Il ritornoIl caso Diciotti. L’intervento della Chiesa per sbloccarlo (e dell’Irlanda). L’uomo che non conosce il mare indagato per sequestro di persona, sequestro di persona a scopo di coazione, arresto illegale, abuso d’ufficio e omissione di atti d’ufficio. Il sistema australiano. La recrudescenza del razzismo. L’Onu che riconosce che nei campi libici i migranti vengono torturati, la guerra civile a Tripoli, i «cani selvaggi» addosso a Papa Francesco... Nel mezzo di tutto questo arriva anche il mio giorno, e finalmente riesco a salire a bordo di Open Arms. Si tratta letteralmente di un giorno, uno solo, perché la nave è ferma, ormeggiata nel porto di Barcellona. La mia missione si riduce alla visita della nave (un romantico rimorchiatore del 1974, tutto analogico, trasformato in moderna imbarcazione di soccorso), a una cena con i membri dell’equipaggio, a una notte passata nella cabina dove avrei dovuto passarne venti, a un’intervista l’indomani mattina a Oscar Camps, fondatore dell’Ong Proactiva Open Arms, e a un pranzo d’addio con l’equipaggio. Fine. Ventiquattr’ore ore precise. Un po’ poco, in confronto a quello che avevo in mente – e tuttavia abbastanza da rendere necessario un ritorno.

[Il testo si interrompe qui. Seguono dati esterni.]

pub mod canvas;
pub mod input;
pub mod time;
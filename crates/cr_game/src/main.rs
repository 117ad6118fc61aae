//! Cloud Runner -- main loop and application entry point.
//!
//! winit drives the event loop via `ApplicationHandler`. All simulation runs
//! inside `RedrawRequested` on a fixed timestep (see `TimeState`):
//!
//!   1. `begin_frame()` -- measure wall-clock delta, feed accumulator
//!   2. `while should_step()` -- one `World::update` per fixed slice
//!   3. Redraw the scene into a `FrameBatch` through the `Canvas` trait
//!   4. Upload mesh + camera uniform, issue draw calls, composite the text overlay
//!
//! The world reads the game clock (`TimeState::total_time`), so spawn cadence,
//! invincibility and survival time stay consistent with the simulation even
//! when frames stall.

mod collision;
mod config;
mod obstacle;
mod player;
mod ranking;
#[cfg(test)]
mod replay;
mod scene;
mod spawner;
mod world;

use std::collections::HashMap;
use std::path::Path;
use std::sync::Arc;

use rand::rngs::StdRng;
use rand::SeedableRng;
use wgpu::util::DeviceExt;
use winit::application::ApplicationHandler;
use winit::event::{ElementState, WindowEvent};
use winit::event_loop::{ActiveEventLoop, ControlFlow, EventLoop};
use winit::keyboard::{KeyCode, PhysicalKey};
use winit::window::{Window, WindowId};

use config::GameConfig;
use cr_core::canvas::{Color, ImageId};
use cr_core::input::{InputState, Key};
use cr_core::time::TimeState;
use cr_hud::{HudText, OverlayStats, TextOverlay};
use cr_platform::window::PlatformConfig;
use cr_render::{
    CanvasPipeline, CanvasVertex, FrameBatch, GpuContext, ScreenCamera, Texture,
    WHITE_TEXTURE_KEY,
};
use ranking::{RankingStore, Rankings};
use world::World;

const CONFIG_PATH: &str = "assets/config/game.json";
const CLOUD_IMAGE_PATH: &str = "assets/cloud.png";
const PLAYER_IMAGE_PATH: &str = "assets/kirby.png";
/// Text size in logical pixels, scaled with the window.
const HUD_FONT_PX: f32 = 13.0;

struct GpuTexture {
    // Held so the texture lives as long as its bind group.
    _texture: Texture,
    bind_group: wgpu::BindGroup,
}

/// All mutable app state. Constructed lazily in `ApplicationHandler::resumed`
/// once the window and GPU surface are available.
struct EngineState {
    window: Arc<Window>,
    gpu: GpuContext,
    time: TimeState,
    input: InputState,
    camera: ScreenCamera,
    pipeline: CanvasPipeline,
    overlay: TextOverlay,
    textures: HashMap<Arc<str>, GpuTexture>,

    world: World,
    store: RankingStore,
    rng: StdRng,

    // The mesh is rebuilt on the CPU each frame, then streamed into these
    // buffers. Buffers grow (power-of-two) but never shrink.
    batch: FrameBatch,
    vertex_buffer: wgpu::Buffer,
    index_buffer: wgpu::Buffer,
    camera_buffer: wgpu::Buffer,
    camera_bind_group: wgpu::BindGroup,
    mesh_vertex_capacity: usize,
    mesh_index_capacity: usize,
}

impl EngineState {
    fn new(window: Arc<Window>, config: GameConfig) -> Self {
        let gpu = GpuContext::new(window.clone()).unwrap_or_else(|err| panic!("{err}"));
        let time = TimeState::new();
        let input = InputState::new();
        let pipeline = CanvasPipeline::new(&gpu.device, gpu.surface_format);
        let overlay = TextOverlay::new(&gpu.device, gpu.surface_format, &window);
        let camera = ScreenCamera::new(config.viewport_width, config.viewport_height, gpu.size);

        let mut batch = FrameBatch::new();
        let mut textures = HashMap::new();
        let white = Texture::white_pixel(&gpu.device, &gpu.queue);
        textures.insert(
            Arc::from(WHITE_TEXTURE_KEY),
            upload_texture(&gpu.device, &pipeline, white),
        );
        for (image, path) in [
            (ImageId::Cloud, CLOUD_IMAGE_PATH),
            (ImageId::Player, PLAYER_IMAGE_PATH),
        ] {
            match Texture::from_path(&gpu.device, &gpu.queue, Path::new(path)) {
                Ok(texture) => {
                    log::info!(
                        "Loaded image '{}' ({}x{})",
                        path,
                        texture.width,
                        texture.height
                    );
                    batch.register_image(
                        image,
                        glam::Vec2::new(texture.width as f32, texture.height as f32),
                    );
                    textures.insert(
                        Arc::from(image.key()),
                        upload_texture(&gpu.device, &pipeline, texture),
                    );
                }
                // Missing art draws nothing; the game still runs.
                Err(err) => log::warn!("{err}"),
            }
        }

        let store = RankingStore::new(config.ranking_path.clone(), config.ranking_capacity);
        let rankings = store.load().unwrap_or_else(|err| {
            log::error!("{err}; starting with an empty board");
            Rankings::new(config.ranking_capacity)
        });
        log::info!(
            "Loaded {} ranking entries from '{}'",
            rankings.len(),
            store.path().display()
        );
        let world = World::new(config, rankings, time.elapsed_secs());

        let camera_uniform = camera.build_uniform();
        let camera_buffer = gpu
            .device
            .create_buffer_init(&wgpu::util::BufferInitDescriptor {
                label: Some("Camera Uniform Buffer"),
                contents: bytemuck::cast_slice(&[camera_uniform]),
                usage: wgpu::BufferUsages::UNIFORM | wgpu::BufferUsages::COPY_DST,
            });
        let camera_bind_group = pipeline.create_camera_bind_group(&gpu.device, &camera_buffer);
        let vertex_buffer = create_vertex_buffer(&gpu.device, 1);
        let index_buffer = create_index_buffer(&gpu.device, 1);

        Self {
            window,
            gpu,
            time,
            input,
            camera,
            pipeline,
            overlay,
            textures,
            world,
            store,
            rng: StdRng::from_entropy(),
            batch,
            vertex_buffer,
            index_buffer,
            camera_buffer,
            camera_bind_group,
            mesh_vertex_capacity: 0,
            mesh_index_capacity: 0,
        }
    }

    fn save_rankings(&self) {
        match self.store.save(self.world.rankings()) {
            Ok(()) => log::info!("Saved rankings to '{}'", self.store.path().display()),
            Err(err) => log::error!("{err}"),
        }
    }

    fn ensure_mesh_capacity(&mut self, vertex_count: usize, index_count: usize) {
        let needed_vertices = vertex_count.max(1);
        if needed_vertices > self.mesh_vertex_capacity {
            self.mesh_vertex_capacity = needed_vertices.next_power_of_two();
            self.vertex_buffer = create_vertex_buffer(&self.gpu.device, self.mesh_vertex_capacity);
        }

        let needed_indices = index_count.max(1);
        if needed_indices > self.mesh_index_capacity {
            self.mesh_index_capacity = needed_indices.next_power_of_two();
            self.index_buffer = create_index_buffer(&self.gpu.device, self.mesh_index_capacity);
        }
    }

    /// Redraw the world into the batch and stream it to the GPU.
    fn rebuild_mesh(&mut self) {
        self.batch.begin();
        scene::draw_world(&self.world, &mut self.batch);

        let vertex_count = self.batch.vertices.len();
        let index_count = self.batch.indices.len();
        self.ensure_mesh_capacity(vertex_count, index_count);
        if vertex_count > 0 {
            self.gpu.queue.write_buffer(
                &self.vertex_buffer,
                0,
                bytemuck::cast_slice(&self.batch.vertices),
            );
        }
        if index_count > 0 {
            self.gpu.queue.write_buffer(
                &self.index_buffer,
                0,
                bytemuck::cast_slice(&self.batch.indices),
            );
        }
    }

    /// Scene text, moved from logical to physical pixels for the overlay.
    fn hud_labels(&self) -> Vec<HudText> {
        let font_px = HUD_FONT_PX * self.camera.scale();
        self.batch
            .labels
            .iter()
            .map(|label| {
                let physical = self.camera.logical_to_physical(label.position);
                HudText {
                    text: label.text.clone(),
                    x: physical.x,
                    y: physical.y,
                    color: label.color,
                    font_px,
                }
            })
            .collect()
    }

    /// Drain the accumulator one world step at a time. Returns `false` when
    /// the player asked to quit.
    fn run_fixed_steps(&mut self) -> bool {
        self.time.begin_frame();
        while self.time.should_step() {
            if self.input.is_just_pressed(Key::Escape) {
                return false;
            }
            if self.input.is_just_pressed(Key::F3) {
                self.overlay.toggle_stats();
            }

            self.world.handle_input(&self.input);
            let outcome = self.world.update(self.time.elapsed_secs(), &mut self.rng);
            if outcome.game_over.is_some() {
                self.save_rankings();
            }
            // Edges are consumed by the first step that sees them; a frame
            // with no steps keeps them for the next one.
            self.input.end_frame();
        }
        true
    }

    fn render(&mut self) {
        self.gpu.queue.write_buffer(
            &self.camera_buffer,
            0,
            bytemuck::cast_slice(&[self.camera.build_uniform()]),
        );

        let Some((output, view)) = self.gpu.begin_frame() else {
            return;
        };

        let labels = self.hud_labels();
        let stats = self.overlay_stats();
        let (hud_primitives, hud_textures_delta) =
            self.overlay
                .prepare(&self.window, &labels, &self.time, &stats);
        let screen_descriptor = egui_wgpu::ScreenDescriptor {
            size_in_pixels: [self.gpu.size.0, self.gpu.size.1],
            pixels_per_point: self.window.scale_factor() as f32,
        };

        let mut encoder = self
            .gpu
            .device
            .create_command_encoder(&wgpu::CommandEncoderDescriptor {
                label: Some("Frame Encoder"),
            });

        self.draw_scene(&mut encoder, &view);

        self.overlay.upload(
            &self.gpu.device,
            &self.gpu.queue,
            &mut encoder,
            &hud_primitives,
            &hud_textures_delta,
            &screen_descriptor,
        );
        {
            let mut hud_pass = encoder
                .begin_render_pass(&wgpu::RenderPassDescriptor {
                    label: Some("HUD Pass"),
                    color_attachments: &[Some(wgpu::RenderPassColorAttachment {
                        view: &view,
                        resolve_target: None,
                        ops: wgpu::Operations {
                            load: wgpu::LoadOp::Load,
                            store: wgpu::StoreOp::Store,
                        },
                    })],
                    depth_stencil_attachment: None,
                    ..Default::default()
                })
                .forget_lifetime();
            self.overlay
                .paint(&mut hud_pass, &hud_primitives, &screen_descriptor);
        }
        self.overlay.cleanup(&hud_textures_delta);

        self.gpu.queue.submit(std::iter::once(encoder.finish()));
        output.present();
    }

    /// Clear to the scene's background and replay the batch's draw calls,
    /// rebinding textures only when the key changes.
    fn draw_scene(&self, encoder: &mut wgpu::CommandEncoder, view: &wgpu::TextureView) {
        let mut pass = encoder.begin_render_pass(&wgpu::RenderPassDescriptor {
            label: Some("Canvas Pass"),
            color_attachments: &[Some(wgpu::RenderPassColorAttachment {
                view,
                resolve_target: None,
                ops: wgpu::Operations {
                    load: wgpu::LoadOp::Clear(to_wgpu_color(self.batch.clear_color)),
                    store: wgpu::StoreOp::Store,
                },
            })],
            depth_stencil_attachment: None,
            ..Default::default()
        });

        pass.set_pipeline(&self.pipeline.render_pipeline);
        pass.set_bind_group(0, &self.camera_bind_group, &[]);
        pass.set_vertex_buffer(0, self.vertex_buffer.slice(..));
        pass.set_index_buffer(self.index_buffer.slice(..), wgpu::IndexFormat::Uint32);

        let mut bound: Option<&str> = None;
        for draw in &self.batch.draw_calls {
            let Some(texture) = self.textures.get(&draw.texture_key) else {
                continue;
            };
            if bound != Some(&*draw.texture_key) {
                pass.set_bind_group(1, &texture.bind_group, &[]);
                bound = Some(&*draw.texture_key);
            }
            pass.draw_indexed(draw.index_start..draw.index_start + draw.index_count, 0, 0..1);
        }
    }

    fn overlay_stats(&self) -> OverlayStats {
        OverlayStats {
            draw_calls: self.batch.draw_calls.len() as u32,
            triangles: self.batch.triangle_count() as u32,
            obstacles: self.world.obstacles.len() as u32,
            obstacle_speed: self.world.obstacle_speed(),
            lives: self.world.lives(),
            game_over: self.world.is_game_over(),
        }
    }
}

Perché adesso io devo tornare. Devo tornare da dove non sono mai stato. Devo tornare quello che ero prima di mettermi ad abbaiare. Devo trovare un porto sicuro. Nella notte, dopo avere chiacchierato coi miei compagni di missione, rimasto solo sul ponte, prima di ritirarmi in cabina mi sono messo a fumare steso su un’amaca: pervaso dal karma positivo che zampilla da ogni centimetro quadrato di questo ponte, sul quale migliaia di persone sono state restituite all’unica idea di umanità che abbia un senso, capisco cosa devo fare per tornare. Devo smettere di sognare una missione su questa nave, innanzitutto, perché si sposterà a occidente, a compiere salvataggi tra il Marocco e la Spagna contro i quali nessun ministro avrà niente da ridire. Poi devo smettere di indirizzare messaggi via Twitter all’uomo che non conosce il mare, come ho cominciato a fare da una settimana. Devo andarmene da Twitter, già che ci sono. Devo rismettere di fumare. Devo eliminare Marine Traffic dal telefonino. Devo organizzare la caccia al tesoro sulla spiaggia per il compleanno di mia figlia. Devo ringraziare i Corpi che mi hanno sopportato per tutta l’estate. E devo scrivere, perché questo mi è dato di fare, e non è poco. Questo solo è il mio porto sicuro. Comincerò con l’intervista a Oscar Camps, e quando avrò scritto quella dovrò scrivere ancora, e ancora, e quando avrò ricominciato a scrivere tutti i giorni potrò dire d’esser tornato – e una volta che sarò tornato potrò fare la mia parte contro lo scempio che si sta consumando sulla pelle dei migranti. Insieme ai Corpi, magari, ma senza più abbaiare. E se poi, in futuro, mi capiterà di poter salire a bordo di una nave Ong per una vera missione, allora vorrà dire che sarò stato un buon cane, e di giorni ne avrò avuti due. Ma anche se non succederà potrò darmi da fare scrivendo. E quando mi sembrerà troppo difficile, perché più passa il tempo e più scrivere diventa difficile – è noto – potrò pur sempre mettere di nuovo in pratica la lezione del mio dio, che sta scritta alla fine dell’Innominabile e che io conosco a memoria perché l’ho messa come esergo all’inizio di quattro miei romanzi: «Non posso continuare. Continuerò».